Hati Evan terasa ditusuk-tusuk mendengar penuturan sahabatnya, merasa iri melihat kedekatan putranya dengan Fajar.
"Kau tahu, kata pertama yang diucapkannya adalah abi, dia memanggilku abi. Bahkan bundanya pun iri padaku."
"Benarkah?" tanya Evan.
"Hei! Ngomong-ngomong kenapa kamu begitu ingin tahu kisah hidup bundanya Albanna, kamu suka sama dia?" tanya Fajar menyelidik.
"Aku hanya penasaran, aku tadi kan belum bertemu dengannya bagaimana bisa suka," elak Evan dengan cepat.
"Iya juga sih, hehehe." Fajar terkekeh.
"Ah iya, kita belum sarapan ya. Udah jam sembilan pagi, aku cari sarapan dulu ya. Kamu bisa jagain Albanna sebentar?" ucap Fajar.
"Berikan padaku, aku akan menjaganya."
Fajar menyerahkan Albanna pada Evan kemudian meninggalkan mereka berdua dan mencari sarapan keluar.
Setelah kepergian Fajar, Evan memandang lekat kearah putranya. Garis wajah anak itu sekilas mirip dengannya, hidung dan matanya adalah milik Evan, rambutnya pun lurus seperti dirinya. Seingatnya, Anin memiliki rambut yang bergelombang.

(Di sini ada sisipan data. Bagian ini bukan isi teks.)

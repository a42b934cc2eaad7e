// src/engine/signals.rs

//! Shutdown requests: the OS signal subscription and the latch the
//! supervisor waits on.

use std::io;

use tokio::sync::watch;
use tokio::task::JoinHandle;
use tracing::{debug, info};

/// Latched shutdown request.
///
/// Once triggered it stays triggered, so a request made before the
/// supervisor starts waiting is not lost. Clones share the latch.
#[derive(Debug, Clone)]
pub struct ShutdownSignal {
    tx: watch::Sender<bool>,
}

impl Default for ShutdownSignal {
    fn default() -> Self {
        Self::new()
    }
}

impl ShutdownSignal {
    pub fn new() -> Self {
        let (tx, _rx) = watch::channel(false);
        Self { tx }
    }

    pub fn trigger(&self) {
        self.tx.send_replace(true);
    }

    pub fn is_triggered(&self) -> bool {
        *self.tx.borrow()
    }

    /// Resolves once [`trigger`](Self::trigger) has been called.
    pub async fn wait(&self) {
        let mut rx = self.tx.subscribe();
        // The sender lives in `self`, so the channel cannot close here.
        let _ = rx.wait_for(|triggered| *triggered).await;
    }
}

/// Process-wide subscription to termination requests: SIGINT and SIGTERM
/// on unix, Ctrl-C on windows.
///
/// Handlers are installed by [`OsSignals::subscribe`], not on first poll,
/// so a signal sent right after subscribing is never handled by the OS
/// default action.
#[derive(Debug)]
pub struct OsSignals {
    #[cfg(unix)]
    interrupt: tokio::signal::unix::Signal,
    #[cfg(unix)]
    terminate: tokio::signal::unix::Signal,
    #[cfg(windows)]
    ctrl_c: tokio::signal::windows::CtrlC,
}

impl OsSignals {
    /// Must be called from within a tokio runtime.
    pub fn subscribe() -> io::Result<Self> {
        #[cfg(unix)]
        {
            use tokio::signal::unix::{signal, SignalKind};

            Ok(Self {
                interrupt: signal(SignalKind::interrupt())?,
                terminate: signal(SignalKind::terminate())?,
            })
        }

        #[cfg(windows)]
        {
            Ok(Self {
                ctrl_c: tokio::signal::windows::ctrl_c()?,
            })
        }
    }

    /// Resolves on the next termination request.
    pub async fn recv(&mut self) {
        #[cfg(unix)]
        tokio::select! {
            _ = self.interrupt.recv() => debug!("SIGINT received"),
            _ = self.terminate.recv() => debug!("SIGTERM received"),
        }

        #[cfg(windows)]
        self.ctrl_c.recv().await;
    }
}

/// Subscribe to OS termination signals for the rest of the process
/// lifetime and trigger `shutdown` on the first one.
pub fn spawn_signal_listener(shutdown: ShutdownSignal) -> io::Result<JoinHandle<()>> {
    let mut signals = OsSignals::subscribe()?;
    Ok(tokio::spawn(async move {
        signals.recv().await;
        info!("termination signal received");
        shutdown.trigger();
    }))
}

Sedangkan bibirnya barulah milik Anin.
Jika orang melihat mereka bersama dan mengamati, maka orang akan menebak mereka ayah dan anak. Evan mencium pipi Albanna berkali-kali hingga bocah itu kegelian dan tertawa.
"Aku papamu Albanna," bisik Evan ditelinganya.
"Pa-pa ..." Albanna menirukan ucapan Evan.
Hati Evan bergemuruh, rasa bahagia membuncah di dadanya. Bocah kecil itu dengan mudah mengeja panggilan itu. Matanya tiba-tiba terasa panas dan buram, laki-laki itu terharu dan tidak bisa menyembunyikan air matanya.
"Iya, aku papamu. Panggil pa-pa," Evan mengulangi perkataannya.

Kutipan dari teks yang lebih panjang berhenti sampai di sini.